Met Glu Ile Phe Ile Glu Val Phe Ser His Phe（配列番号１３）
【００８７】
[実施例２] LOC284293遺伝子の種々の臓器、造血器腫瘍細胞での発現状況
前記のmHAをGVLを強化する目的で安全に使用するためには、該mHAをコードするLOC284293の発現が造血器系細胞に限られていることが望ましい。そこで定量的PCR方（TaqMan PCR）を用いて組織発現を検索したところ、発現は患者から樹立したEBV感染LCLを１とした場合、精巣がその約３分の１、肺が10分の１で、それ以外の組織では10分の１未満であった。他方で、検討した６種類の骨髄性白血病由来細胞株中４つ（すなわちMEGO1、NKM-1、KG-1、NOMO-1）が患者EBV感染LCLと同等の発現量を示した（図１２）。また初発時白血病では急性骨髄性白血病細胞（AMLと総称）が患者EBV感染LCLとphytohemagglutininで芽球化したＴ細胞株（PHA-B）の中間程度の発現量を示した。

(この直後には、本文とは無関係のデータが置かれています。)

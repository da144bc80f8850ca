use chrono::{DateTime, Utc};

/// Stats from one update cycle.
#[derive(Debug, Clone, PartialEq)]
pub struct RunStats {
    pub started_at: DateTime<Utc>,
    pub events_loaded: u32,
    pub stale_removed: u32,
    pub queries_searched: u32,
    pub queries_empty: u32,
    pub candidates_found: u32,
    pub dead_links: u32,
    pub verification_attempts: u32,
    pub events_verified: u32,
    pub events_rejected: u32,
    pub events_added: u32,
    pub duplicates_dropped: u32,
    pub catalog_size: u32,
}

impl RunStats {
    pub fn new(started_at: DateTime<Utc>) -> Self {
        Self {
            started_at,
            events_loaded: 0,
            stale_removed: 0,
            queries_searched: 0,
            queries_empty: 0,
            candidates_found: 0,
            dead_links: 0,
            verification_attempts: 0,
            events_verified: 0,
            events_rejected: 0,
            events_added: 0,
            duplicates_dropped: 0,
            catalog_size: 0,
        }
    }
}

impl std::fmt::Display for RunStats {
    fn fmt(&self, f: &mut std::fmt::Formatter<'_>) -> std::fmt::Result {
        writeln!(f, "\n=== Event Update Complete ===")?;
        writeln!(f, "Started:            {}", self.started_at.format("%Y-%m-%d %H:%M:%S UTC"))?;
        writeln!(f, "Events loaded:      {}", self.events_loaded)?;
        writeln!(f, "Stale removed:      {}", self.stale_removed)?;
        writeln!(f, "Queries searched:   {}", self.queries_searched)?;
        writeln!(f, "Queries empty:      {}", self.queries_empty)?;
        writeln!(f, "Candidates found:   {}", self.candidates_found)?;
        writeln!(f, "Dead links:         {}", self.dead_links)?;
        writeln!(f, "Verifications:      {}", self.verification_attempts)?;
        writeln!(f, "  Verified:         {}", self.events_verified)?;
        writeln!(f, "  Rejected:         {}", self.events_rejected)?;
        writeln!(f, "Events added:       {}", self.events_added)?;
        writeln!(f, "Duplicates dropped: {}", self.duplicates_dropped)?;
        write!(f, "Catalog size:       {}", self.catalog_size)
    }
}

#[cfg(test)]
mod tests {
    use super::*;

    #[test]
    fn display_lists_counters() {
        let mut stats = RunStats::new(Utc::now());
        stats.events_verified = 3;
        stats.catalog_size = 12;
        let text = stats.to_string();
        assert!(text.contains("Verified:         3"));
        assert!(text.contains("Catalog size:       12"));
    }
}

PHA-BはHLA-B44拘束性CD8+CTLクローンにより傷害を受けるので、急性骨髄性白血病細胞も傷害されると推測された（図１２）。
【００８８】
[実施例３] HLA-A2およびHLA-A24に結合し得るmHAエピトープペプチドの同定
前記の配列番号１３に示されるペプチドは、LOC284293バリアント遺伝子がコードするポリペプチドのアミノ酸配列において、第1〜11番目のアミノ酸を含んでなるペプチド、かつ、HLA-B44に結合するmHAエピトープペプチドであったが、さらに、HLA-A2およびHLA-A24に結合し得るmHAエピトープペプチドを検討するために、LOC284293バリアント遺伝子がコードするポリペプチドのアミノ酸配列について、インターネット上に公開されているBioInformatics & Molecular Analysis Section(BIMAS)のHLA Peptide Binding Predictions（http://bimas.dcrt.nih.gov/molbio/hla_bind/index.html.）によって照合した結果、HLA-A2およびHLA-A24結合モチーフを有する９〜10個のアミノ酸よりなるmHAエピトープが存在することが判明し、それぞれ次の７種、５種のエピトープ候補ペプチドを同定した。
【００８９】
これらの配列のうち、配列番号１４〜２５で表されるペプチドは、LOC284293バリアント遺伝子がコードするポリペプチドのアミノ酸配列において、第１〜53番目アミノ酸を含む部分ペプチドである。
【００９０】
HLA-A2結合性ペプチド（７種）：
Phe Leu Leu Gln Leu Thr Glu Leu Thr（配列番号１４）
Leu Leu Gln Leu Thr Glu Leu Thr Leu（配列番号１５）
Ser Leu Met Ile Ser Ser Gln Val Leu（配列番号１６）
Gln Leu Thr Glu Leu Thr Leu Asn Met（配列番号１７）
Phe Ile Glu Val Phe Ser His Phe Leu（配列番号１８）
Phe Leu Leu Gln Leu Thr Glu Leu Thr Leu（配列番号１９）
Gln Leu Thr Glu Ile Thr Leu Asn Met Cys（配列番号２０）
【００９１】
HLA-A24結合性ペプチド（５種）：
His Phe Leu Leu Gln Leu Thr Glu Leu（配列番号２１）
Ile Phe Ile Glu Val Phe Ser His Phe（配列番号２２）
Val Phe Ser His Phe Leu Leu Gln Leu（配列番号２３）
Ile Phe Ile Glu Val Phe Ser His Phe Leu（配列番号２４）
Lys Ser Leu Met Ile Ser Ser Gln Val Leu（配列番号２５）
【００９２】
［実施例４］ワクチン注射剤
DMSOに、配列番号１３〜２５のペプチドを最終濃度20mg/mlとなるように各々溶解し、ろ過滅菌した。得られたペプチド含有溶液を滅菌バイアル瓶に１mlずつ分注密栓し、ワクチン注射剤とした。
【図面の簡単な説明】
【００９３】
【図１】CD8⁺CTLによる造血器腫瘍細胞の認識機構を示す図である。
【図２】MHC-マルチマーの調製方法を示す図である。
【図３】MHC-マルチマーとCD8⁺CTLの結合を示す図である。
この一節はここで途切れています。